Oggi si parla tanto di flessibilità del mercato del lavoro, in entrata e in uscita. Se però c’è una famiglia con genitori che non hanno più lavoro e un’età che oscilla tra i 50 e i 60 anni, quale aspettativa hanno se non la pensione, dato che un lavoro, a quell’età è difficile ritrovarlo?

 

Altro problema drammatico. Esistono casi come questo, magari con i due genitori che, a quell’età, hanno i figli nella parte terminale della loro formazione scolastica, che richiede un impegno finanziario più oneroso rispetto agli anni precedenti. E, cosa non rara, questi due genitori senza lavoro, hanno pure un anziano invalido, non autosufficiente da accudire. Mi pare che anche questi casi, tutt’altro che eccezionali, siano trascurati, quasi contemplati in una casistica fisiologica rispetto al disegno dell’impalcatura da riformare.

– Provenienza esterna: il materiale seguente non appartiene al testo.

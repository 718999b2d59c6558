//! Mouse reporting: tracking modes and the four wire encodings.

use super::{MouseTrackingEnc, MouseTrackingMode, Vterm};
use crate::input::VtModifier;
use crate::utf8;
use crate::TermHost;
use anyhow::Result;

#[derive(Debug, Clone, Copy, Eq, PartialEq)]
pub enum MouseButton {
    Left,
    Middle,
    Right,
    WheelUp,
    WheelDown,
    None,
}

#[derive(Debug, Clone, Copy, Eq, PartialEq)]
pub enum MouseEventKind {
    Press,
    Release,
    Move,
}

/// A mouse event in 0-based cell coordinates.
#[derive(Debug, Clone, Copy, Eq, PartialEq)]
pub struct MouseEvent {
    pub kind: MouseEventKind,
    pub x: usize,
    pub y: usize,
    pub button: MouseButton,
    pub modifiers: VtModifier,
}

impl Vterm {
    fn mouse_button_code(&self, event: &MouseEvent) -> u32 {
        let button = match event.button {
            MouseButton::None => self.cur_mouse_button,
            b => b,
        };
        let mut code = match button {
            MouseButton::None => 3,
            MouseButton::Left => 0,
            MouseButton::Middle => 1,
            MouseButton::Right => 2,
            MouseButton::WheelUp => 64,
            MouseButton::WheelDown => 65,
        };
        // X10 compatibility reporting predates modifiers
        if self.mouse_trk.mode != MouseTrackingMode::X10Compat {
            if event.modifiers.contains(VtModifier::SHIFT) {
                code += 4;
            }
            if event.modifiers.contains(VtModifier::ALT) {
                code += 8;
            }
            if event.modifiers.contains(VtModifier::CONTROL) {
                code += 16;
            }
        }
        code
    }

    fn send_mouse_report(
        &mut self,
        code: u32,
        x: usize,
        y: usize,
        release: bool,
        host: &mut dyn TermHost,
    ) {
        let cx = x + 1;
        let cy = y + 1;
        let out: Vec<u8> = match self.mouse_trk.enc {
            MouseTrackingEnc::Sgr => {
                let fin = if release { 'm' } else { 'M' };
                format!("\x1b[<{};{};{}{}", code, cx, cy, fin).into_bytes()
            }
            MouseTrackingEnc::Urxvt => {
                let code = if release { 3 } else { code };
                format!("\x1b[{};{};{}M", code + 32, cx, cy).into_bytes()
            }
            MouseTrackingEnc::Utf8 => {
                // coordinates travel as UTF-8 encoded code points,
                // lifting the single-byte limit to 2015
                let code = if release { 3 } else { code };
                let mut out = format!("\x1b[M{}", char::from((code + 32) as u8)).into_bytes();
                for coord in [cx, cy] {
                    let cp = (coord + 32).min(2015) as u32;
                    utf8::push_unicode(cp, &mut |b| out.push(b));
                }
                out
            }
            MouseTrackingEnc::Default => {
                // everything offset by 32 into single bytes; larger
                // coordinates cannot be represented and clamp
                let code = if release { 3 } else { code };
                vec![
                    0x1b,
                    b'[',
                    b'M',
                    (code + 32) as u8,
                    (cx + 32).min(255) as u8,
                    (cy + 32).min(255) as u8,
                ]
            }
        };
        self.write_pty(host, &out);
    }

    /// Feed a mouse event through the tracking filter.  Events the
    /// active mode does not report are consumed silently (the host
    /// drives selection from those instead); wheel events double as
    /// scrollback paging and alternate-screen arrow keys.
    pub fn mouse_event(&mut self, mut event: MouseEvent, host: &mut dyn TermHost) -> Result<()> {
        event.x = event.x.min(self.n_cols - 1);
        event.y = event.y.min(self.n_rows - 1);

        let tracking = self.mouse_trk.mode != MouseTrackingMode::Disabled;
        let is_wheel = matches!(event.button, MouseButton::WheelUp | MouseButton::WheelDown);

        if !tracking {
            if event.kind == MouseEventKind::Press && is_wheel {
                self.wheel_untracked(event.button, host)?;
            }
            return Ok(());
        }

        match event.kind {
            MouseEventKind::Press => {
                if !is_wheel {
                    self.cur_mouse_button = event.button;
                }
                let code = self.mouse_button_code(&event);
                self.send_mouse_report(code, event.x, event.y, false, host);
            }
            MouseEventKind::Release => {
                if self.mouse_trk.mode == MouseTrackingMode::X10Compat {
                    return Ok(());
                }
                let code = self.mouse_button_code(&event);
                self.cur_mouse_button = MouseButton::None;
                self.send_mouse_report(code, event.x, event.y, true, host);
            }
            MouseEventKind::Move => {
                let report = match self.mouse_trk.mode {
                    MouseTrackingMode::Vt200AnyEvent => true,
                    MouseTrackingMode::Vt200ButtonEvent => {
                        self.cur_mouse_button != MouseButton::None
                    }
                    _ => false,
                };
                if report {
                    let code = self.mouse_button_code(&event) + 32;
                    self.send_mouse_report(code, event.x, event.y, false, host);
                }
            }
        }
        Ok(())
    }

    /// Wheel handling when no tracking mode is active: page the
    /// scrollback view, or turn into arrow keys on the alternate
    /// screen when alternate-scroll mode is on.
    fn wheel_untracked(&mut self, button: MouseButton, host: &mut dyn TermHost) -> Result<()> {
        if self.alt_screen_buffer_mode {
            if self.alt_scroll_mode {
                let key = match button {
                    MouseButton::WheelUp => crate::input::VtKey::Up,
                    _ => crate::input::VtKey::Down,
                };
                for _ in 0..3 {
                    self.key_down(key, VtModifier::empty(), host)?;
                }
            }
        } else {
            match button {
                MouseButton::WheelUp => self.mouse_wheel_up(),
                _ => self.mouse_wheel_down(),
            }
        }
        Ok(())
    }
}
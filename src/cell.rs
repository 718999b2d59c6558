//! The cell: one addressable character slot of the grid.

use crate::color::RgbColor;
#[cfg(feature = "use_serde")]
use serde::{Deserialize, Serialize};

bitflags! {
    /// Styling attributes, set from SGR.
    #[derive(Default)]
    pub struct CellAttrs: u8 {
        const BOLD = 1 << 0;
        const ITALIC = 1 << 1;
        const UNDERLINE = 1 << 2;
        const INVERSE = 1 << 3;
    }
}

bitflags! {
    /// Structural flags maintained by the frame engine.
    #[derive(Default)]
    pub struct CellFlags: u8 {
        /// Left half of a double-width glyph.
        const DWIDTH = 1 << 0;
        /// Right half of a double-width glyph; carries no code point of
        /// its own.
        const DWIDTH_CONT = 1 << 1;
        /// The line continues into the next row (soft wrap).
        const WRAP = 1 << 2;
        /// Renderer-private invalidation mark, set during delta copies.
        const DIRTY = 1 << 3;
    }
}

/// One character slot: a BMP code point, style bits and two concrete
/// colors.  The record is what the renderer's shader storage consumes,
/// so the layout is fixed at 12 bytes per cell.
#[derive(Debug, Clone, Copy)]
#[repr(C)]
pub struct Cell {
    /// Unicode code point, restricted to the Basic Multilingual Plane.
    pub code: u16,
    pub attrs: CellAttrs,
    pub flags: CellFlags,
    pub fg: RgbColor,
    pub bg: RgbColor,
    _pad: [u8; 2],
}

const _: () = assert!(std::mem::size_of::<Cell>() == 12);

impl Default for Cell {
    fn default() -> Cell {
        Cell {
            code: ' ' as u16,
            attrs: CellAttrs::default(),
            flags: CellFlags::default(),
            fg: RgbColor::default(),
            bg: RgbColor::default(),
            _pad: [0; 2],
        }
    }
}

impl Cell {
    /// A blank cell carrying the given pen's colors and attributes, as
    /// used by erase and scroll fills.
    pub fn blank_with(pen: &Cell) -> Cell {
        Cell {
            code: ' ' as u16,
            attrs: pen.attrs,
            flags: CellFlags::default(),
            fg: pen.fg,
            bg: pen.bg,
            _pad: [0; 2],
        }
    }

    pub fn with_code(pen: &Cell, code: u16) -> Cell {
        Cell { code, ..Cell::blank_with(pen) }
    }

    #[inline]
    pub fn is_blank(&self) -> bool {
        self.code == ' ' as u16
    }
}

/// Structural equality; the renderer-private dirty mark does not
/// participate, so delta copies converge.
impl PartialEq for Cell {
    fn eq(&self, other: &Cell) -> bool {
        self.code == other.code
            && self.attrs == other.attrs
            && (self.flags - CellFlags::DIRTY) == (other.flags - CellFlags::DIRTY)
            && self.fg == other.fg
            && self.bg == other.bg
    }
}

impl Eq for Cell {}

#[cfg_attr(feature = "use_serde", derive(Deserialize, Serialize))]
#[derive(Debug, Clone, Copy, Default, Eq, PartialEq)]
pub enum CursorStyle {
    #[default]
    Block,
    Underline,
    Bar,
}

/// Cursor position and display style, carried on each frame snapshot so
/// the renderer can draw it without consulting the terminal state.
#[derive(Debug, Clone, Copy, Default, Eq, PartialEq)]
pub struct Cursor {
    pub pos_x: usize,
    pub pos_y: usize,
    pub style: CursorStyle,
    pub visible: bool,
    pub color: RgbColor,
}
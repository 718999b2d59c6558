//! Construction-time configuration for the terminal core.
//!
//! Runtime-mutable state (palette, mode flags, dynamic default colors)
//! lives in [`crate::vterm::Vterm`]; this value is immutable once the
//! terminal is built.

use crate::color::RgbColor;

#[derive(Debug, Clone)]
pub struct Config {
    /// Rows of scrollback retained on the primary screen.
    pub save_lines: usize,
    /// Glyph cell size in pixels, used to translate mouse pixel
    /// coordinates to cell coordinates.
    pub glyph_px: u16,
    pub glyph_py: u16,
    /// Window border in pixels, likewise for mouse translation.
    pub border_px: u16,
    /// Default foreground and background.
    pub fg: RgbColor,
    pub bg: RgbColor,
    pub cursor_color: RgbColor,
    /// Render bold text in the bright palette variant when the pen holds
    /// one of the first eight palette colors.
    pub bold_as_bright: bool,
    /// Power-on value of the alternate-scroll mode (wheel events on the
    /// alternate screen turn into arrow keys).
    pub alt_scroll: bool,
    /// Response to ENQ; empty suppresses the answer.
    pub answerback: String,
}

impl Default for Config {
    fn default() -> Config {
        Config {
            save_lines: 500,
            glyph_px: 9,
            glyph_py: 18,
            border_px: 2,
            fg: RgbColor::new(0xbb, 0xbb, 0xbb),
            bg: RgbColor::new(0x00, 0x00, 0x00),
            cursor_color: RgbColor::new(0xbb, 0xbb, 0xbb),
            bold_as_bright: true,
            alt_scroll: false,
            answerback: String::new(),
        }
    }
}
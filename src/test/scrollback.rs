//! Scrollback accumulation and the paged view.

use super::{new_term, rows};
use crate::{Config, Vterm};

fn term_with_scrollback(cols: usize, rows: usize, save_lines: usize) -> (Vterm, super::TestHost) {
    let config = Config {
        save_lines,
        ..Config::default()
    };
    (Vterm::new(cols, rows, config), super::TestHost::new())
}

#[test]
fn history_grows_with_each_scroll() {
    let (mut term, mut host) = term_with_scrollback(8, 3, 10);
    term.advance_bytes("0\r\n1\r\n2\r\n3\r\n4", &mut host);
    assert_eq!(rows(&term), ["2       ", "3       ", "4       "]);
    assert_eq!(term.frame().history_rows(), 2);
}

#[test]
fn history_caps_at_save_lines() {
    let (mut term, mut host) = term_with_scrollback(8, 2, 3);
    for i in 0..10 {
        term.advance_bytes(format!("{}\r\n", i), &mut host);
    }
    assert_eq!(term.frame().history_rows(), 3);
}

#[test]
fn paging_reveals_history() {
    let (mut term, mut host) = term_with_scrollback(8, 3, 10);
    term.advance_bytes("0\r\n1\r\n2\r\n3\r\n4", &mut host);

    term.page_up();
    assert_eq!(term.frame().view_offset(), 2);
    assert_eq!(rows(&term), ["0       ", "1       ", "2       "]);

    term.page_down();
    assert_eq!(term.frame().view_offset(), 0);
    assert_eq!(rows(&term), ["2       ", "3       ", "4       "]);
}

#[test]
fn wheel_scrolls_by_threes() {
    let (mut term, mut host) = term_with_scrollback(8, 2, 10);
    for i in 0..8 {
        term.advance_bytes(format!("{}\r\n", i), &mut host);
    }
    term.mouse_wheel_up();
    assert_eq!(term.frame().view_offset(), 3);
    term.mouse_wheel_up();
    // clamped at the number of history rows
    assert_eq!(term.frame().view_offset(), 6);
    term.mouse_wheel_down();
    assert_eq!(term.frame().view_offset(), 3);
}

#[test]
fn key_input_snaps_view_to_bottom() {
    let (mut term, mut host) = term_with_scrollback(8, 2, 10);
    for i in 0..6 {
        term.advance_bytes(format!("{}\r\n", i), &mut host);
    }
    term.page_up();
    assert!(term.frame().view_offset() > 0);
    term.key_down(crate::VtKey::Return, crate::VtModifier::empty(), &mut host)
        .unwrap();
    assert_eq!(term.frame().view_offset(), 0);
}

#[test]
fn alternate_screen_has_no_scrollback() {
    let (mut term, mut host) = term_with_scrollback(8, 2, 10);
    term.advance_bytes("\x1b[?1049h", &mut host);
    for i in 0..6 {
        term.advance_bytes(format!("{}\r\n", i), &mut host);
    }
    assert_eq!(term.frame().history_rows(), 0);
    term.advance_bytes("\x1b[?1049l", &mut host);
}

#[test]
fn margined_scroll_feeds_no_history() {
    let (mut term, mut host) = term_with_scrollback(8, 4, 10);
    term.advance_bytes("\x1b[1;2r", &mut host);
    for i in 0..6 {
        term.advance_bytes(format!("{}\r\n", i), &mut host);
    }
    assert_eq!(term.frame().history_rows(), 0);
}

#[test]
fn erase_saved_lines_drops_history() {
    let (mut term, mut host) = term_with_scrollback(8, 2, 10);
    for i in 0..6 {
        term.advance_bytes(format!("{}\r\n", i), &mut host);
    }
    assert!(term.frame().history_rows() > 0);
    term.advance_bytes("\x1b[3J", &mut host);
    assert_eq!(term.frame().history_rows(), 0);
    assert_eq!(term.frame().view_offset(), 0);
}
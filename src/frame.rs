//! The frame: a ring-buffered cell matrix holding the visible screen
//! plus scrollback, with scroll margins, cursor, selection and damage
//! tracking.
//!
//! Storage is a single allocation of `n_cols * (n_rows + save_lines)`
//! cells.  With no custom margins the buffer is addressed as a ring
//! rotated by `scroll_head`, which makes a single-row scroll O(1): the
//! head advances and the recycled row is erased.  Rows above the head
//! (negative logical indices) are the scrollback.  Setting custom
//! margins unwraps the ring into identity layout and scrolls by
//! physically moving rows.

use crate::cell::{Cell, CellFlags, Cursor, CursorStyle};
use crate::selection::{Rect, SelectSnapTo};
use crate::utf8;
use std::sync::Arc;

/// Half-open range of cell indices touched since the last renderer
/// snapshot, in physical buffer coordinates.
#[derive(Debug, Clone, Copy, Default)]
struct Damage {
    start: usize,
    end: usize,
    total: usize,
}

impl Damage {
    fn reset(&mut self) {
        self.start = 0;
        self.end = 0;
    }

    fn expose(&mut self) {
        self.start = 0;
        self.end = self.total;
    }

    fn add(&mut self, start: usize, end: usize) {
        if start >= end {
            return;
        }
        if self.start == self.end {
            self.start = start;
            self.end = end;
        } else {
            self.start = self.start.min(start);
            self.end = self.end.max(end);
        }
    }

    fn is_empty(&self) -> bool {
        self.start == self.end
    }
}

#[derive(Debug, Clone)]
pub struct Frame {
    /// Update counter, assigned by the renderer handoff on publish.
    pub seq_no: u64,

    pub n_cols: usize,
    pub n_rows: usize,
    pub save_lines: usize,

    /// Buffer row holding the logical top of the scrolling area.
    scroll_head: usize,
    /// Ring region bounds.  Without custom margins these span the whole
    /// buffer; with margins they are the margin rows in visible
    /// coordinates and the storage is kept unwrapped.
    margin_top: usize,
    margin_bottom: usize,
    margins: bool,

    /// Scrollback rows currently holding real content.
    history_rows: usize,
    /// How many rows above the top visible row the view starts.
    view_offset: usize,

    cells: Arc<Vec<Cell>>,
    cursor: Cursor,
    selection: Rect,
    snap_to: SelectSnapTo,
    damage: Damage,
}
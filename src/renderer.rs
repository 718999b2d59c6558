//! The renderer handoff: a mutex/condvar pair carrying the most recent
//! frame snapshot to a worker thread that owns the display surface.
//!
//! The producer publishes after each batch of terminal mutations; the
//! worker only ever renders the latest snapshot, so bursts coalesce.
//! Unconsumed damage windows are merged across coalesced publishes so a
//! skipped snapshot can never leave stale cells on screen.

use crate::cell::{Cell, CellFlags};
use crate::frame::Frame;
use std::sync::{Arc, Condvar, Mutex};
use std::thread::JoinHandle;

/// Where cells become pixels.  Implementations own their cell buffer
/// (the visible area in row-major order); `present` is called after the
/// buffer has been delta-updated, with the frame supplying cursor,
/// selection and geometry state.
pub trait RenderSurface: Send {
    fn resize(&mut self, n_cols: usize, n_rows: usize);
    fn cells(&mut self) -> &mut [Cell];
    fn present(&mut self, frame: &Frame);
}

struct Handoff {
    frame: Frame,
    seq_no: u64,
    done: bool,
}

pub struct Renderer {
    shared: Arc<(Mutex<Handoff>, Condvar)>,
    worker: Option<JoinHandle<()>>,
}

impl Renderer {
    pub fn new(surface: Box<dyn RenderSurface>) -> Renderer {
        let shared = Arc::new((
            Mutex::new(Handoff {
                frame: Frame::new(1, 1, 0),
                seq_no: 0,
                done: false,
            }),
            Condvar::new(),
        ));
        let worker_shared = Arc::clone(&shared);
        let worker = std::thread::Builder::new()
            .name("renderer".into())
            .spawn(move || render_thread(worker_shared, surface))
            .expect("failed to spawn renderer thread");
        Renderer {
            shared,
            worker: Some(worker),
        }
    }

    /// Publish a frame snapshot (see [`crate::vterm::Vterm::take_frame`])
    /// and wake the worker.  If the previous snapshot was never
    /// rendered, its damage window is folded into this one.
    pub fn update(&self, mut frame: Frame) {
        let (lock, cond) = &*self.shared;
        {
            let mut shared = lock.lock().unwrap();
            frame.widen_damage(&shared.frame);
            shared.seq_no += 1;
            frame.seq_no = shared.seq_no;
            shared.frame = frame;
        }
        cond.notify_one();
    }
}

impl Drop for Renderer {
    fn drop(&mut self) {
        let (lock, cond) = &*self.shared;
        {
            let mut shared = lock.lock().unwrap();
            shared.done = true;
            shared.seq_no += 1;
        }
        cond.notify_one();
        if let Some(worker) = self.worker.take() {
            worker.join().ok();
        }
    }
}

fn render_thread(shared: Arc<(Mutex<Handoff>, Condvar)>, mut surface: Box<dyn RenderSurface>) {
    let (lock, cond) = &*shared;
    let mut last_seq = 0u64;
    let mut geometry = (0usize, 0usize);

    loop {
        let frame = {
            let guard = lock.lock().unwrap();
            let mut guard = cond
                .wait_while(guard, |h| !h.done && h.seq_no == last_seq)
                .unwrap();
            if guard.done {
                return;
            }
            last_seq = guard.seq_no;
            let frame = guard.frame.clone();
            guard.frame.reset_damage();
            frame
        };

        if (frame.n_cols, frame.n_rows) != geometry {
            geometry = (frame.n_cols, frame.n_rows);
            surface.resize(frame.n_cols, frame.n_rows);
            frame.full_copy_cells(surface.cells());
            for cell in surface.cells().iter_mut() {
                cell.flags |= CellFlags::DIRTY;
            }
        } else {
            frame.delta_copy_cells(surface.cells());
        }

        surface.present(&frame);
    }
}
//! Control sequence (CSI) parameter collection and dispatch.

use super::{
    ColMode, CompatLevel, CursorKeyMode, InputState, MouseTrackingEnc, MouseTrackingMode,
    OriginMode, Vterm, MAX_CSI_PARAMS,
};
use crate::cell::{CellAttrs, CursorStyle};
use crate::color::RgbColor;
use crate::TermHost;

Lo ripeto, queste sono casistiche delicate, dove si deve lavorare di cesello.

 

Che cosa significa lavorare di cesello in questa materia?

Vorrei parafrasare il filosofo Vattimo sul “pensiero debole”. Noi in questi casi, in questi problemi abbiamo bisogno di un “pensiero lungo”, di prospettiva, non un “pensiero breve”, di tempo limitato. Il problema fondamentale a mio parere per qualsiasi tipo di riforma e soprattutto per un ripensamento del sistema pensionistico è innanzitutto quello di salvaguardare il patrimonio umano che un Paese come il nostro possiede. Il patrimonio umano complessivo vive dei grandi valori che ti offre la famiglia ed è più importante dello stesso capitale umano. Qualsiasi provvedimento deve tenere in considerazione questo fatto che è fondamentale per una società come la nostra. Altrimenti si rischia di compromettere tutto. Spesso mi chiedo che cosa succederebbe se un invalido, un non autosufficiente non avesse un’indennità di accompagnamento. Penso a chi ha un figlio che ha dei problemi di vario tipo, che deve assistere e curare. Chi pensa a queste realtà? Anzi, a queste persone in carne e ossa? Sono questioni da porsi quando, anche nel nome di esigenze economiche urgenti e generali, si devono affrontare grandi cambiamenti. Staremo a vedere come le affronteranno nel progetto della riforma. Le mie, al momento, sono solo considerazioni generali.